Our goal is to train our computer to be a mock psychiatrist, carrying on a conversation with a patient. The patient (the user) asks a series of questions. The computer-psychiatrist replies to each question as follows. If the question starts with one of the following (key)words: Why, Who, How, Where, When, and What, the computer selects one of the three (or more) possible answers appropriate for that question. If the first word is none of these words the computer replies ’I do not know’ or something like that.

  1. Start by designing the class Reply that holds a keyword for a question, and an ArrayList of answers to a the question that starts with this keyword.

  2. Design the method randomAnswer for the class Reply that produces one of the possible answers each time it is invoked. Make sure it works fine even if you add new answers to your database later. Make at least three answers to each question.

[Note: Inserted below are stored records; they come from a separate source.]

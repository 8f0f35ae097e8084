//! Artifact kinds and their on-disk conventions
//!
//! Every kind owns one conventional top-level directory, both inside a mirror
//! and under the artifacts base directory. The table below is the only place
//! that knows how a kind looks on disk.

use std::fmt;
use std::path::{Path, PathBuf};

use serde::{Deserialize, Serialize};

/// One of the four fixed artifact categories
#[derive(
    Debug, Clone, Copy, PartialEq, Eq, Hash, PartialOrd, Ord, Serialize, Deserialize, clap::ValueEnum,
)]
#[serde(rename_all = "lowercase")]
pub enum ArtifactKind {
    /// A directory carrying a marker file, installed as a whole tree
    Bundle,
    /// A single markdown prompt snippet
    Snippet,
    /// A single markdown assistant profile
    Profile,
    /// A single executable hook script
    Trigger,
}

/// How a kind's source looks inside a mirror
#[derive(Debug, Clone, Copy, PartialEq, Eq)]
pub enum SourceShape {
    /// A directory containing `marker` (compared case-insensitively)
    Directory { marker: &'static str },
    /// A single file ending in `.extension`
    File { extension: &'static str },
}

struct KindTable {
    dir: &'static str,
    shape: SourceShape,
    executable: bool,
}

const BUNDLE: KindTable = KindTable {
    dir: "bundles",
    shape: SourceShape::Directory {
        marker: "BUNDLE.md",
    },
    executable: false,
};

const SNIPPET: KindTable = KindTable {
    dir: "snippets",
    shape: SourceShape::File { extension: "md" },
    executable: false,
};

const PROFILE: KindTable = KindTable {
    dir: "profiles",
    shape: SourceShape::File { extension: "md" },
    executable: false,
};

const TRIGGER: KindTable = KindTable {
    dir: "triggers",
    shape: SourceShape::File { extension: "sh" },
    executable: true,
};

impl ArtifactKind {
    /// All kinds, in listing order
    pub const ALL: [ArtifactKind; 4] = [
        ArtifactKind::Bundle,
        ArtifactKind::Snippet,
        ArtifactKind::Profile,
        ArtifactKind::Trigger,
    ];

    fn table(self) -> &'static KindTable {
        match self {
            ArtifactKind::Bundle => &BUNDLE,
            ArtifactKind::Snippet => &SNIPPET,
            ArtifactKind::Profile => &PROFILE,
            ArtifactKind::Trigger => &TRIGGER,
        }
    }

    /// Conventional directory name, e.g. `bundles`
    pub fn dir_name(self) -> &'static str {
        self.table().dir
    }

    pub fn shape(self) -> SourceShape {
        self.table().shape
    }

    /// Whether installed files must be marked executable
    pub fn is_executable(self) -> bool {
        self.table().executable
    }

    pub fn is_directory(self) -> bool {
        matches!(self.shape(), SourceShape::Directory { .. })
    }

    /// Look up the kind owning a conventional directory name
    pub fn from_dir_name(segment: &str) -> Option<Self> {
        Self::ALL.into_iter().find(|k| k.dir_name() == segment)
    }

    /// Probe whether a mirror entry has this kind's on-disk shape
    pub fn matches_entry(self, path: &Path) -> bool {
        match self.shape() {
            SourceShape::Directory { marker } => {
                path.is_dir() && find_marker(path, marker).is_some()
            }
            SourceShape::File { extension } => {
                path.is_file()
                    && path
                        .extension()
                        .and_then(|e| e.to_str())
                        .is_some_and(|e| e.eq_ignore_ascii_case(extension))
            }
        }
    }

    /// Destination of an installed package under the artifacts base directory
    ///
    /// `extension` includes its leading dot, or is empty.
    pub fn destination(self, base: &Path, namespaced_name: &str, extension: &str) -> PathBuf {
        let kind_dir = base.join(self.dir_name());
        if self.is_directory() {
            kind_dir.join(namespaced_name)
        } else {
            kind_dir.join(format!("{namespaced_name}{extension}"))
        }
    }
}

/// Find the marker file inside a bundle directory, ignoring case
pub fn find_marker(dir: &Path, marker: &str) -> Option<PathBuf> {
    let entries = std::fs::read_dir(dir).ok()?;
    entries
        .flatten()
        .find(|entry| {
            entry.path().is_file()
                && entry
                    .file_name()
                    .to_string_lossy()
                    .eq_ignore_ascii_case(marker)
        })
        .map(|entry| entry.path())
}

impl fmt::Display for ArtifactKind {
    fn fmt(&self, f: &mut fmt::Formatter<'_>) -> fmt::Result {
        let name = match self {
            ArtifactKind::Bundle => "bundle",
            ArtifactKind::Snippet => "snippet",
            ArtifactKind::Profile => "profile",
            ArtifactKind::Trigger => "trigger",
        };
        f.write_str(name)
    }
}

  3. Design the class Eliza that contains an ArrayList of Replys.

  4. In the class Eliza design the helper method firstWord that consumes a String and produces the first word in the String.

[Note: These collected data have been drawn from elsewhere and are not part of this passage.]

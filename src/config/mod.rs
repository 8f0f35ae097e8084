//! Configuration and durable documents for quiver
//!
//! This module contains:
//! - [`paths`] - Resolution of the data root and artifacts base directory
//! - [`registry`] - `repos.json`, the repository registry document
//! - [`ledger`] - `installed.json`, the installed package ledger
//!
//! Both documents are whole-file JSON read-modify-write stores. There is no
//! locking: two concurrent invocations race and the last writer wins.

pub mod document;
pub mod ledger;
pub mod paths;
pub mod registry;
pub mod utils;

pub use ledger::Ledger;
pub use paths::Paths;
pub use registry::RegistryFile;
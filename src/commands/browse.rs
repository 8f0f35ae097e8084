//! Browse and search command implementations

use std::collections::BTreeMap;

use super::{Context, dim, label, name, print_json};
use crate::catalog::{BrowseItem, Catalog};
use crate::cli::{BrowseArgs, SearchArgs};
use crate::error::Result;

/// Run browse command
pub fn run(ctx: &Context, args: BrowseArgs) -> Result<()> {
    let registry = ctx.registry();
    let catalog = Catalog::new(&registry);

    let namespaces = match args.namespace {
        Some(ns) => vec![ns],
        None => registry.list()?.into_iter().map(|r| r.namespace).collect(),
    };

    let mut results = BTreeMap::new();
    for namespace in namespaces {
        let items = catalog.browse(&namespace, args.kind)?;
        results.insert(namespace, items);
    }

    if ctx.json {
        return print_json(&results);
    }
    if results.is_empty() {
        println!("No repositories registered.");
        return Ok(());
    }
    display_groups(&results);
    Ok(())
}

/// Run search command
pub fn search(ctx: &Context, args: SearchArgs) -> Result<()> {
    let registry = ctx.registry();
    let results = Catalog::new(&registry).search(&args.query)?;

    if ctx.json {
        return print_json(&results);
    }
    if results.is_empty() {
        println!("No artifacts match '{}'.", args.query);
        return Ok(());
    }
    display_groups(&results);
    Ok(())
}

fn display_groups(groups: &BTreeMap<String, Vec<BrowseItem>>) {
    for (namespace, items) in groups {
        println!("{} ({})", label(namespace), items.len());
        if items.is_empty() {
            println!("  {}", dim("nothing to install"));
        }
        for item in items {
            println!(
                "  {} {} {}",
                name(&item.name),
                dim(&format!("[{}]", item.kind)),
                dim(&format!("{namespace}:{}", item.relative_path))
            );
            if let Some(description) = &item.description {
                println!("      {description}");
            }
        }
        println!();
    }
}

    The following code reads the next input line from the user. You will need to find out what was the first word in the patient’s question. Look up the documentation for the String class (and we gently hint that the methods trim, toLowerCase, and startsWith may be relevant).

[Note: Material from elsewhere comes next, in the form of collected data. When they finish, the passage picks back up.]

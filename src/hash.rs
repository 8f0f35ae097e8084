//! BLAKE3 content hashes for installed files

use std::fs::File;
use std::io::{BufReader, Read};
use std::path::Path;

use blake3::Hasher;

use crate::error::{Result, fs as fs_error};

/// Hash prefix for BLAKE3 hashes
pub const HASH_PREFIX: &str = "blake3:";

/// Calculate BLAKE3 hash of a file
pub fn hash_file(path: &Path) -> Result<String> {
    let read_err = |e: std::io::Error| fs_error::read_failed(path.display().to_string(), e.to_string());

    let mut reader = BufReader::new(File::open(path).map_err(read_err)?);
    let mut hasher = Hasher::new();
    let mut buffer = [0u8; 8192];

    loop {
        let bytes_read = reader.read(&mut buffer).map_err(read_err)?;
        if bytes_read == 0 {
            break;
        }
        hasher.update(&buffer[..bytes_read]);
    }

    Ok(format!("{}{}", HASH_PREFIX, hasher.finalize().to_hex()))
}

/// Hash recorded in the ledger: the file hash, or empty if it cannot be computed
pub fn ledger_hash(path: &Path) -> String {
    hash_file(path).unwrap_or_else(|e| {
        tracing::debug!(path = %path.display(), error = %e, "could not hash installed file");
        String::new()
    })
}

    System.out.println("Type in a question: ");
    s = input.nextLine();
    

    Make sure your program works if the user uses all uppercase letters, all lower case letter, mixes them up, etc.

  5. In the class Eliza design the method answerQuestion that consumes the question String and produces the (random) answer. If the first word of the question does not match any of the replies, produce an answer Don’t ask me that. — or something similar. If no first word exists, i.e., the user either did not type any letters, or just hit the return, throw an EndOfSessionException.

    Of course, you need to define the EndOfSessionException class.

  6. In the Interactions class design the method that repeats asking questions and providing answers until it catches the EndOfSessionException — at which time it ends the game.

10.2  Stacks and Queues: Finding a Path

The goal of this exercise is to use the Java libraries to do the work for us.

  1. In looking for a path from one city to another we keep track of the visited cities. For each city we visit, we remember not only the information about that city, but also what city did we come from as we traveled to the newly visited city.

    Use the HashMap to keep track of the visited cities. Use the visited city as the Key and the city of origin as the Value. So, for example, we may have the following information about cities and traveling between them:

    Boston, MA - visited first: came from 'null'
    Albany, NY - we came from Boston, MA
    Concord, NH - we came from Boston, MA
    Montpellier, VT - we came from Concord, NH
    Trenton, NJ - we came from NY
    Harrisburg, PA - we came from Trenton, NJ
    

    Define the class Path that records this information about the City data used in the Lab 9. Use HashMap from the Java Collections Framework. Make sure you include the above example in your tests - getting all the information about for these cities by reading the file caps.txt that has the data for the capitals of the 48 congruent US states. Use the file InFileCityTraversal to read in the file - save the data to an ArrayList.

  2. Define in the class Path the method pathTo that produces an ArrayList of City-s we need to go through to get to the given City. So, for the above example, we would expect the following results:

    pathTo(Boston, MA) --> [Boston, MA]
    pathTo(Albany, NY) --> [Boston, MA; Albany, NY]
    pathTo(Harrisburg, PA) --> [Boston, MA; 
                                  Albany, NY; 
                                    Trenton, NJ; 
                                      Harrisburg, PA]
    

  3. Define in the class Path the method contains that determines whether the given City is in this Path.

  4. Define the method directionsFromTo that consumes the city of origin and our desired destination and produces the travel directions as a String. For example,

    directionsFromTo(Boston, MA : Boston, MA) produces:
    "Start in Boston, MA
    End in Boston, MA"
    
    directionsFromTo(Boston, MA : Harrisburg, PA) produces:
    "Start in Boston, MA
    Boston, MA to Albany, NY
    Albany, NY to Trenton, NJ
    Trenton, NJ to Harrisburg, PA
    End in Harrisburg, PA"
    

    *********************************************************
    We now want to keep track of the neighbors of the cities we visited (and we plan to visit soon) (the ToDo checklist). So, for example, if we visit Boston, MA, we will add to the ToDo checklist all of its neighbors. However, there are some restrictions. We do not add a neighbor to the checklist if it is already in the Path.

    The interface ToDo describes the desired behavior:

    interface ToDo{
    // add a new neighbor to the ToDo checklist
    // unless it already appears in the given Path
    public void add(City city, Path path);
    
    // remove the given city from the ToDo checklist
    // throw an exception if the checklist is empty
    public City remove();
    }
    

  5. Define the class ToDoStack that keeps track of the neighbors to visit soon that uses the Java Stack class to implement the ToDo interface as a stack.

  6. Define the class ToDoQueue that keeps track of the neighbors to visit soon that uses the Java LinkedList class to implement the ToDo interface as a queue.